Mit Ängsten umgehen
Perspektivwechsel
Bis vor einigen Jahrzehnten wurde das Eingestehen von Angst als Schwäche ausgelegt. So haben sich viele verkniffen, offen über ihre Ängste zu reden. Daran hat sich scheinbar einiges geändert. Aber wirklich zum Besseren?

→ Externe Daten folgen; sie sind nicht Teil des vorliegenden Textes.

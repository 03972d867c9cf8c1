// ── Battlelog (bf3, bf4, bfh) ──

use std::sync::Arc;
use std::time::Duration;

use rand::Rng;
use serverlist_api::Lookup;
use serverlist_api::http::BattlelogClient;
use serverlist_api::tools::GamedigResponse;
use strum::{AsRefStr, Display, EnumIter, EnumString, VariantNames};
use tracing::{debug, warn};

use super::{PLATFORM, http_backoff};
use crate::error::CoreError;
use crate::links::{LinkContext, render_refs, template};
use crate::model::{FrostbiteServer, WebLink};
use crate::paginate::{self, PageOptions, PageSource};
use crate::source::{PortValidator, ProbeOutcome, QueryPortSource, Source};
use crate::store::ServerList;

const PER_PAGE: u32 = 60;

#[derive(Debug, Clone, Copy, PartialEq, Eq, Hash, Display, EnumString, EnumIter, AsRefStr, VariantNames)]
#[strum(serialize_all = "lowercase")]
pub enum BattlelogGame {
    Bf3,
    Bf4,
    Bfh,
}

pub struct BattlelogSource {
    client: BattlelogClient,
    game: BattlelogGame,
    page: PageOptions,
    add_links: bool,
}

impl BattlelogSource {
    pub fn new(client: BattlelogClient, game: BattlelogGame, page: PageOptions, add_links: bool) -> Self {
        Self {
            client,
            game,
            page,
            add_links,
        }
    }

    fn link_context<'a>(&'a self, uid: &'a str) -> LinkContext<'a> {
        LinkContext {
            game: self.game.as_ref(),
            platform: PLATFORM,
            uid,
            ..LinkContext::default()
        }
    }
}

impl PageSource for BattlelogSource {
    type Server = FrostbiteServer;

    async fn fetch_page(&self) -> Result<Vec<FrostbiteServer>, serverlist_api::Error> {
        let page = self
            .client
            .list_servers(self.game.as_ref(), PLATFORM, PER_PAGE)
            .await?;

        let servers = page
            .data
            .into_iter()
            .filter_map(|entry| {
                if entry.ip.is_empty() {
                    debug!(uid = %entry.guid, "ignoring private server");
                    return None;
                }
                let mut links = Vec::new();
                if self.add_links {
                    links = self.build_links(&entry.guid, None, None);
                    // gametools addresses BF4 servers by their game id
                    if self.game == BattlelogGame::Bf4 {
                        if let (Some(game_id), Some(gametools)) = (entry.game_id(), template("gametools")) {
                            links.push(gametools.render(&self.link_context(&game_id)));
                        }
                    }
                }
                Some(FrostbiteServer::new(entry.guid, entry.name, entry.ip, entry.port, links))
            })
            .collect();
        Ok(servers)
    }
}

impl Source for BattlelogSource {
    type Server = FrostbiteServer;

    fn name(&self) -> &str {
        "battlelog"
    }

    async fn fetch_candidates(&self) -> Result<Vec<FrostbiteServer>, CoreError> {
        Ok(paginate::fetch_all(self, self.page).await)
    }

    async fn check_existence(&self, server: &FrostbiteServer) -> ProbeOutcome {
        match self
            .client
            .server_is_public(self.game.as_ref(), PLATFORM, &server.guid)
            .await
        {
            Ok(Lookup::Found(true)) => ProbeOutcome::Found,
            Ok(Lookup::Found(false) | Lookup::NotFound) => ProbeOutcome::NotFound,
            Err(e) => {
                warn!(uid = %server.guid, error = %e, "failed to fetch server for expiration check");
                ProbeOutcome::Failed
            }
        }
    }

    fn build_links(&self, uid: &str, _ip: Option<&str>, _port: Option<u16>) -> Vec<WebLink> {
        // gametools uses the guid as game id for BF3 and BFH
        let refs: &[&str] = match self.game {
            BattlelogGame::Bf3 | BattlelogGame::Bfh => &["battlelog", "gametools"],
            BattlelogGame::Bf4 => &["battlelog"],
        };
        render_refs(refs.iter().copied(), &self.link_context(uid))
    }

    fn backoff(&self, failures: u32) -> Duration {
        http_backoff(self.page.sleep, self.page.max_attempts, failures)
    }
}

impl QueryPortSource for BattlelogSource {
    fn gamedig_type(&self) -> &str {
        self.game.as_ref()
    }

    fn port_candidates(&self, game_port: u16) -> Vec<i64> {
        let gp = i64::from(game_port);
        let mut rng = rand::thread_rng();
        vec![
            47200,      // default query port
            gp + 22000, // default offset
            gp,         // same port for game and query
            gp + 100,   // nitrado
            gp + 5,
            gp + 1,
            48888,
            gp + 6, // i3D
            gp + 8, // i3D
            gp + 10,
            gp + 15, // i3D
            gp + 50,
            gp - 5,  // i3D
            gp - 15, // i3D
            gp - 23000,
            rng.gen_range(47190..=47210),
            25200 + rng.gen_range(0..=22000),
            rng.gen_range(gp - 10..=gp + 10),
            gp + rng.gen_range(0..=22000),
        ]
    }

    fn port_validator(&self, _known: &ServerList<FrostbiteServer>) -> PortValidator {
        Arc::new(|server: &FrostbiteServer, response: &GamedigResponse| {
            response.connect() == Some(format!("{}:{}", server.ip, server.game_port).as_str())
        })
    }
}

In der aktuellen Diskussion sind Ängste ein beliebtes Argument: Angst vor dem Islam, Angst vor den Folgen des Klimawandels, Angst vor dem Corona-Virus und vor der Übermacht des Staates. Gerne wird mit Ängsten die Brisanz des eigenen Ansinnens unterstrichen. Wer Angst hat, ist im Recht. Das soll suggeriert werden.
Auch manche Warnungen vor Panikmache sind mit Vorsicht zu genießen, weil sie Ängste unterstellen, die eigentlich gar nicht vorhanden sind. Angst ist ein schlechter Ratgeber, heißt es. Doch das stimmt nur bedingt. Angst ist tatsächlich oft unser Lebensretter. Sie bewahrt uns vor Übermut und gefährlichen Situationen.
Die Instrumentalisierung der Angst ist deshalb ein schweres Vergehen. Schon deshalb, weil sie oft unaufrichtig ist und ganz andere Motive dahinterstehen. Vor allem aber bringt sie solche Ängste in Misskredit, die in einem gewissen Maß in fast allen Fällen berechtigt sind und über die sich unaufgeregt reden ließe.
Was völlig auf der Strecke bleibt, sind solche Ängste von Menschen, die nicht zur Argumentation taugen, sondern krank machen. Daran, dass die unaussprechlich bleiben, hat sich leider wenig geändert.